Raoul FOLLEREAU (1903-1977)

 

Né le 17 août 1903 à Nevers et mort le 6 décembre 1977 à Paris.
Surnommé le " vagabond de la charité ", cet homme est avant tout un homme de cœur qui a fait de sa vie un combat contre l’injustice sociale, la misère et l’égoïsme des plus puissants.

Après des études de philosophie et de droit, il renonce à devenir avocat, préférant une carrière de journaliste où il pourra " aller sur le terrain ". A l’adolescence déjà, il a des idéaux pleins la tête : Il fait, à 15 ans, sa première conférence sur le thème mais c’est en 1936 qu’il s’engage à 100 % dans ce combat quand, lors d’un reportage sur le fleuve Niger, il aperçoit des Lépreux.
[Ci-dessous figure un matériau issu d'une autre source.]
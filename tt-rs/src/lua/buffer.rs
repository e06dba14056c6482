//! Fixed-capacity staging buffers for strings crossing the Lua boundary.
//!
//! A [`Buffer`] holds at most `capacity - 1` bytes of payload followed by a
//! NUL terminator, the same shape as the client's other `BUFFER_SIZE` line
//! buffers.  Writes longer than that are truncated, never reallocated.

use crate::error::{BridgeError, BridgeResult};

/// System-wide line buffer capacity, in bytes (terminator included).
pub const BUFFER_SIZE: usize = 40_000;

/// Number of buffers in every context's pool.
pub const LUA_BUFFER_BLOCKS: usize = 2;

/// Pool slot used by `tt.print` and `tt.send`.
pub const TEXT_SLOT: usize = 0;

/// Pool slot allocated for compatibility with the pool size but never
/// written by any host function.
pub const RESERVED_SLOT: usize = 1;

// ── Buffer ────────────────────────────────────────────────────────────────

/// One fixed-capacity, NUL-terminated byte buffer.
#[derive(Debug)]
pub struct Buffer {
    data: Box<[u8]>,
    len: usize,
}

impl Buffer {
    /// Allocate a zeroed buffer of `capacity` bytes.
    ///
    /// A capacity of zero is raised to one so there is always room for the
    /// terminator.  Allocation failure is reported instead of aborting.
    pub fn try_new(capacity: usize) -> BridgeResult<Self> {
        let capacity = capacity.max(1);
        let mut data: Vec<u8> = Vec::new();
        data.try_reserve_exact(capacity)
            .map_err(|_| BridgeError::OutOfMemory { what: "lua buffer" })?;
        data.resize(capacity, 0);
        Ok(Self { data: data.into_boxed_slice(), len: 0 })
    }

    pub fn capacity(&self) -> usize {
        self.data.len()
    }

    /// Copy `src` in, truncated to `capacity - 1` bytes, and terminate it.
    ///
    /// Returns the staged payload (terminator excluded).
    pub fn write(&mut self, src: &[u8]) -> &[u8] {
        let n = src.len().min(self.capacity() - 1);
        self.data[..n].copy_from_slice(&src[..n]);
        self.data[n] = 0;
        self.len = n;
        &self.data[..n]
    }

    /// The payload of the most recent write.
    pub fn as_bytes(&self) -> &[u8] {
        &self.data[..self.len]
    }

    /// The payload including its NUL terminator.
    #[cfg(test)]
    fn as_bytes_with_nul(&self) -> &[u8] {
        &self.data[..=self.len]
    }

    pub fn len(&self) -> usize {
        self.len
    }

    pub fn is_empty(&self) -> bool {
        self.len == 0
    }
}

// ── BufferPool ────────────────────────────────────────────────────────────

/// The per-context set of [`LUA_BUFFER_BLOCKS`] staging buffers.
#[derive(Debug)]
pub struct BufferPool {
    slots: Vec<Buffer>,
}

impl BufferPool {
    /// Allocate every buffer in the pool.  On failure nothing is kept.
    pub fn try_new(capacity: usize) -> BridgeResult<Self> {
        let mut slots = Vec::new();
        slots
            .try_reserve_exact(LUA_BUFFER_BLOCKS)
            .map_err(|_| BridgeError::OutOfMemory { what: "lua buffer pool" })?;
        for _ in 0..LUA_BUFFER_BLOCKS {
            slots.push(Buffer::try_new(capacity)?);
        }
        Ok(Self { slots })
    }

    pub fn len(&self) -> usize {
        self.slots.len()
    }

    pub fn is_empty(&self) -> bool {
        self.slots.is_empty()
    }

    pub fn slot(&self, index: usize) -> Option<&Buffer> {
        self.slots.get(index)
    }

    /// Stage `src` into `slot` and hand back an owned copy of the staged
    /// text, so the caller can forward it after releasing the pool.
    ///
    /// Bytes that are not valid UTF-8 (including a multi-byte character cut
    /// by truncation) are replaced with U+FFFD.
    pub fn stage(&mut self, slot: usize, src: &[u8]) -> String {
        let buf = &mut self.slots[slot];
        String::from_utf8_lossy(buf.write(src)).into_owned()
    }
}

// ── Tests ─────────────────────────────────────────────────────────────────
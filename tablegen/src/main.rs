use anyhow::Context;
use clap::Parser;
use generator::profile::{build_table_payload_from_config, GeneratorConfig};
use log::info;
use std::path::PathBuf;
use wavecore::firmware::TablePayload;
use wavecore::telemetry::MetricsRecorder;
use workflow::config::WorkflowConfig;
use workflow::runner::{Runner, WorkflowResult};

mod generator;
mod workflow;

#[derive(Parser)]
#[command(author, version, about = "Waveform drive-table workflow driver")]
struct Args {
    /// Load a workflow config from YAML
    #[arg(long)]
    workflow: Option<PathBuf>,
    #[arg(long, default_value_t = 200)]
    steps: usize,
    #[arg(long, default_value_t = 400.0, allow_negative_numbers = true)]
    amplitude: f64,
    /// Uniform jitter applied to the raw samples before scaling
    #[arg(long, default_value_t = 0.0, allow_negative_numbers = true)]
    dither: f64,
    #[arg(long, default_value_t = 0)]
    seed: u64,
}

fn main() -> anyhow::Result<()> {
    env_logger::init();
    let args = Args::parse();

    let workflow_config = if let Some(path) = args.workflow {
        WorkflowConfig::load(path)?
    } else {
        WorkflowConfig::from_args(args.steps, args.amplitude)
    };

    let runner = Runner::new(workflow_config.clone());
    let metrics = MetricsRecorder::default();

    let forward_profile = GeneratorConfig {
        steps: workflow_config.steps,
        amplitude: workflow_config.amplitude,
        dither: args.dither,
        seed: args.seed,
    };
    let payload =
        build_table_payload_from_config(&forward_profile).context("building forward payload")?;
    let result = execute_pass(&runner, &metrics, &payload).context("running forward pass")?;
    info!(
        "forward pass -> entries {}, peak {:?}, dominant bin {:?}, notes {:?}",
        result.table.len(),
        result.peak,
        result.dominant_bin,
        result.spectrum_notes
    );

    // The firmware consumes the inverted drive table; only that one is printed.
    let inverted_profile = GeneratorConfig {
        amplitude: -workflow_config.amplitude,
        ..forward_profile
    };
    let payload =
        build_table_payload_from_config(&inverted_profile).context("building inverted payload")?;
    let result = execute_pass(&runner, &metrics, &payload).context("running inverted pass")?;

    println!("{}", result.table);

    let snapshot = metrics.snapshot();
    info!(
        "workflow complete -> tables {}, samples {}, errors {}",
        snapshot.tables_built, snapshot.samples_emitted, snapshot.errors
    );

    Ok(())
}

fn execute_pass(
    runner: &Runner,
    metrics: &MetricsRecorder,
    payload: &TablePayload,
) -> anyhow::Result<WorkflowResult> {
    match runner.execute(payload) {
        Ok(outcome) => {
            metrics.record_table(outcome.table.len());
            Ok(outcome)
        }
        Err(error) => {
            metrics.record_error();
            Err(error)
        }
    }
}
use std::f64::consts::PI;

/// Unit half-period sine sampler: `steps` samples of `sin(i * pi / steps)`
/// for `i` in `0..steps`, covering `[0, pi)`.
///
/// Zero steps yields an empty vector; the angular step is only computed
/// once a division by `steps` is safe.
pub fn half_period_samples(steps: usize) -> Vec<f64> {
    if steps == 0 {
        return Vec::new();
    }

    let angular_step = PI / steps as f64;
    (0..steps)
        .map(|index| (index as f64 * angular_step).sin())
        .collect()
}
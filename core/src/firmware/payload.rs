use serde::{Deserialize, Serialize};

/// Ancillary metadata describing how a sample vector was generated.
#[derive(Debug, Clone, Serialize, Deserialize)]
pub struct TableAncillary {
    pub steps: usize,
    pub amplitude: f64,
    pub dither: f64,
}

/// Unit sample vector handed from the generator to the workflow runner.
#[derive(Debug, Clone, Serialize, Deserialize)]
pub struct TablePayload {
    pub samples: Vec<f64>,
    pub ancillary: TableAncillary,
}

impl TablePayload {
    pub fn new(samples: Vec<f64>, ancillary: TableAncillary) -> Self {
        Self { samples, ancillary }
    }
}
use serde::{Deserialize, Serialize};
use std::fmt;

/// Finished drive table: the truncated samples plus the parameters that
/// shaped them.
///
/// Renders as the bracketed integer list the firmware tooling consumes,
/// one entry per step.
#[derive(Debug, Clone, PartialEq, Serialize, Deserialize)]
pub struct QuantizedTable {
    pub values: Vec<i64>,
    pub steps: usize,
    pub amplitude: f64,
}

impl QuantizedTable {
    pub fn new(values: Vec<i64>, steps: usize, amplitude: f64) -> Self {
        Self {
            values,
            steps,
            amplitude,
        }
    }

    pub fn len(&self) -> usize {
        self.values.len()
    }

    pub fn is_empty(&self) -> bool {
        self.values.is_empty()
    }
}

impl fmt::Display for QuantizedTable {
    fn fmt(&self, f: &mut fmt::Formatter<'_>) -> fmt::Result {
        write!(f, "[")?;
        for (index, value) in self.values.iter().enumerate() {
            if index > 0 {
                write!(f, ", ")?;
            }
            write!(f, "{}", value)?;
        }
        write!(f, "]")
    }
}

#[cfg(test)]
mod tests {
    use super::*;

    #[test]
    fn table_renders_as_bracketed_list() {
        let table = QuantizedTable::new(vec![0, 6, -12], 3, -400.0);
        assert_eq!(format!("{}", table), "[0, 6, -12]");
    }

    #[test]
    fn empty_table_renders_as_empty_brackets() {
        let table = QuantizedTable::new(Vec::new(), 0, 400.0);
        assert!(table.is_empty());
        assert_eq!(format!("{}", table), "[]");
    }

    #[test]
    fn len_tracks_entry_count() {
        let table = QuantizedTable::new(vec![1, 2, 3, 4], 4, 400.0);
        assert_eq!(table.len(), 4);
    }
}
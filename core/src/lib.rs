//! Core waveform-table generation for the Rust strobe platform.
//!
//! The modules mirror the legacy drive-table tooling while providing safe
//! abstractions, scoped buffers, and well-defined processing stages.

pub mod firmware;
pub mod math;
pub mod prelude;
pub mod table;
pub mod telemetry;

pub use prelude::{StageInput, StageOutput, TableStage};
use anyhow::Context;
use serde::{Deserialize, Serialize};
use std::fs;
use std::path::Path;
use wavecore::prelude::TableConfig;

#[derive(Clone, Debug, Serialize, Deserialize)]
pub struct WorkflowConfig {
    pub steps: usize,
    pub amplitude: f64,
}

impl WorkflowConfig {
    pub fn load<P: AsRef<Path>>(path: P) -> anyhow::Result<Self> {
        let path_ref = path.as_ref();
        let contents = fs::read_to_string(path_ref)
            .with_context(|| format!("reading workflow config {}", path_ref.display()))?;
        let config: WorkflowConfig = serde_yaml::from_str(&contents)
            .with_context(|| format!("parsing workflow config {}", path_ref.display()))?;
        Ok(config)
    }

    pub fn from_args(steps: usize, amplitude: f64) -> Self {
        Self { steps, amplitude }
    }

    /// Stage configuration for one pass; the signed amplitude rides the
    /// payload ancillary rather than the workflow file.
    pub fn to_table_config(&self, amplitude: f64) -> TableConfig {
        TableConfig {
            steps: self.steps,
            amplitude,
        }
    }
}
Bouleversé par la misère dans laquelle ils sont, il décide de mener pleinement la lutte contre cette maladie, à la suite de sa rencontre avec le Père Charles de Foucauld, lui-même déjà engagé.

C’est alors qu’en 1942 il se lance dans sa campagne de 1200 conférences, dans le but de collecter des fonds (grâce à celles-ci, le premier village pour les Lépreux a été construit en Côte d’Ivoire) et de sensibiliser les opinions dans le Monde entier.

Après avoir créé la Journée Mondiale des Lépreux en 1954, il fonde en 1967 l’Association Raoul Follereau qui a pour vocation de lutter contre la maladie, mais aussi contre l’exclusion dont les malades souffrent, en leur apportant toute la dignité qu’ils méritent. Cette association est aujourd’hui toujours active et les bénévoles sont nombreux à poursuivre le combat de Raoul Follereau.

S’il est un homme de terrain avéré, Raoul Follereau est aussi homme de lettres, puisqu’il a écrit pas moins de 44 ouvrages - poèmes, romans, pièces de théâtre et autres récits de voyages - tous empreints de sa ferveur catholique, de son profond humanisme et de sa soif de justice sociale.